#stayhomefree by Jelisaveta Blagojević
LOCKDOWN THEORY #4
I do not write any diary, I have no good advice for the coming days, no fateful or encouraging thoughts, none of it. I believe I am going through a lot of mediocre stuff through this period: poor concentration, searching for answers, reading between the lines, hysteria, sadness, paranoia, and so it goes round and round. I sleep poorly, I’m bad when I’m awake even, but nothing worth mentioning. When I look at how we were crushed on all sides, I’m not so bad. There you go.
Now, mostly I have some questions.
A whole history of the struggle for freedom with all kinds of perpetrators, fools and tyrants, the struggle for the critical consciousness of citizens who are capable, knowing, and who must recognize the dangers of the totalitarian and respond to it immediately: civil rights, women’s rights, human rights of all those most deprived, for all these values many more people have given their life much more so than Covid-19 will ever be able to take, a mean little virus.
How is it possible to give it all up so easily? Not only have we given up all these things in a moment of fear for our own lives - as if living without them is a life worth living at all - but we are proud to be obedient, angry with those who are not, insulting and ridiculing them. Among them are those who have nothing but that very street they are banned from; those without money to stock up supplies for a few days. Among them are those whose long stay with family is not the comforting feeling of staying “at home.” Among them are those whose closest family are their pets. No, really, tell me, is this okay? Is it okay for us when this vile little virus takes its toll and when we “wake up” from this ugly dream we find ourselves in – The Handmaid’s Tale? I’m not ok with it, I’ll be thrown into the colony immediately, I am affraid. I won’t panic, but I think ‘'m very close to that. That’s what scares me.
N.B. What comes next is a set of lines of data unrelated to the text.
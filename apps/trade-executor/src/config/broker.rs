//! Broker configuration for order routing.

use std::time::Duration;

use serde::{Deserialize, Serialize};

use crate::infrastructure::broker::kite::{DEFAULT_BASE_URL, KiteConfig, RetryConfig};

/// Kite Connect broker configuration.
#[derive(Debug, Clone, Serialize, Deserialize)]
pub struct BrokerConfig {
    /// API key issued for the Kite Connect app.
    #[serde(default)]
    pub api_key: String,
    /// Base URL for API calls.
    #[serde(default = "default_base_url")]
    pub base_url: String,
    /// Exchange segment for orders and GTTs.
    #[serde(default = "default_exchange")]
    pub exchange: String,
    /// Product type for delivery orders.
    #[serde(default = "default_product")]
    pub product: String,
    /// Per-request timeout in seconds.
    #[serde(default = "default_timeout_secs")]
    pub timeout_secs: u64,
    /// Retry policy.
    #[serde(default)]
    pub retry: BrokerRetryConfig,
}

impl Default for BrokerConfig {
    fn default() -> Self {
        Self {
            api_key: String::new(),
            base_url: default_base_url(),
            exchange: default_exchange(),
            product: default_product(),
            timeout_secs: default_timeout_secs(),
            retry: BrokerRetryConfig::default(),
        }
    }
}

impl BrokerConfig {
    /// Build the adapter configuration.
    #[must_use]
    pub fn to_kite_config(&self) -> KiteConfig {
        KiteConfig::new(self.api_key.clone())
            .with_base_url(self.base_url.clone())
            .with_exchange(self.exchange.clone())
            .with_product(self.product.clone())
            .with_timeout(Duration::from_secs(self.timeout_secs))
            .with_retry(self.retry.to_retry_config())
    }
}

/// Retry settings for broker HTTP calls.
#[derive(Debug, Clone, Serialize, Deserialize)]
pub struct BrokerRetryConfig {
    /// Total attempts including the first.
    #[serde(default = "default_max_attempts")]
    pub max_attempts: u32,
    /// First backoff delay in milliseconds.
    #[serde(default = "default_initial_backoff_ms")]
    pub initial_backoff_ms: u64,
    /// Backoff cap in milliseconds.
    #[serde(default = "default_max_backoff_ms")]
    pub max_backoff_ms: u64,
    /// Random jitter as a fraction of the delay.
    #[serde(default = "default_jitter_factor")]
    pub jitter_factor: f64,
}

impl Default for BrokerRetryConfig {
    fn default() -> Self {
        Self {
            max_attempts: default_max_attempts(),
            initial_backoff_ms: default_initial_backoff_ms(),
            max_backoff_ms: default_max_backoff_ms(),
            jitter_factor: default_jitter_factor(),
        }
    }
}

impl BrokerRetryConfig {
    fn to_retry_config(&self) -> RetryConfig {
        RetryConfig {
            max_attempts: self.max_attempts,
            initial_backoff: Duration::from_millis(self.initial_backoff_ms),
            max_backoff: Duration::from_millis(self.max_backoff_ms),
            jitter_factor: self.jitter_factor,
            ..RetryConfig::default()
        }
    }
}

fn default_base_url() -> String {
    DEFAULT_BASE_URL.to_string()
}

fn default_exchange() -> String {
    "NSE".to_string()
}

fn default_product() -> String {
    "CNC".to_string()
}

const fn default_timeout_secs() -> u64 {
    30
}

const fn default_max_attempts() -> u32 {
    3
}

const fn default_initial_backoff_ms() -> u64 {
    200
}

const fn default_max_backoff_ms() -> u64 {
    5000
}

const fn default_jitter_factor() -> f64 {
    0.2
}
It also scares me that I’m in a mental and spatial quarantine as the world changes. With more or less success, I work out various scenarios about how tomorrow will be - whenever and wherever it may be. From now on kissing and hugging will be a kind of luxury for which we are ready to pay with our lives, so that we will become really picky, no more scattering with touches, flaunting and “bodies [that] make displays of themselves,” as Foucault wrote. Alcohol for hands sanitazing, not for drinking. Fat for making soaps, not for eating. Watching on TV or on Google any kind of massive getherings when bodies are squished together as in protests or music concerts, for examaple, we will probably experience some kind of ceasura, you know, like when we watch the Mad Man series and we see the characters smoke cigarettes on a plane.
Hey, what about smoking? Will it remain the greatest and most pernicious danger of the times we live in, or will those cages and quarantines at airports now start to serve as something else? For example, for those of us who did not wash their hands for 30 seconds at least, or have a temperature over 38 degrees Celsius, or who hugged each other while waiting for departures? And in general, where are we going to travel? Will passports, visas, visa-free regimes, etc., from now on be enough to get out of the fortress-nations? I worry about myself, I have a thyroid disorder, excess weight, high blood pressure (to mention just a few of my health issues) - will it allow me to travel and see my child in Sweden in the future or will new travel passports be obtained on the basis of medical records? That’s what scares me.
Living in the Balkans, I belong to a generation that has not succeeded in its 50-something years to connect ten years back to back under the same rules and the same “normality.” All these states of emergency have always tried to make me cease being myself - myself as the result of various physical and social interactions, solidarities, named or unnamed communities, as well as relationships that I have imagined and invented.
And here and now, the state insists every day that it is my new family, every day it declares love to me or rather nervously and frightened yells at me or asks me to do or not to do things.
And I don’t like that new family, and I don’t like how this family treats me, and I don’t want to be part of it; I want to stay free.
Stay at home but stay free.
March 30, 2020
Jelisaveta Blagojević is born in Belgrade in 1966. Works as a professor at the Faculty of Media and Communications in Belgrade and is the Head of the Department for Critical Political Studies at the same Faculty, Singidunum University.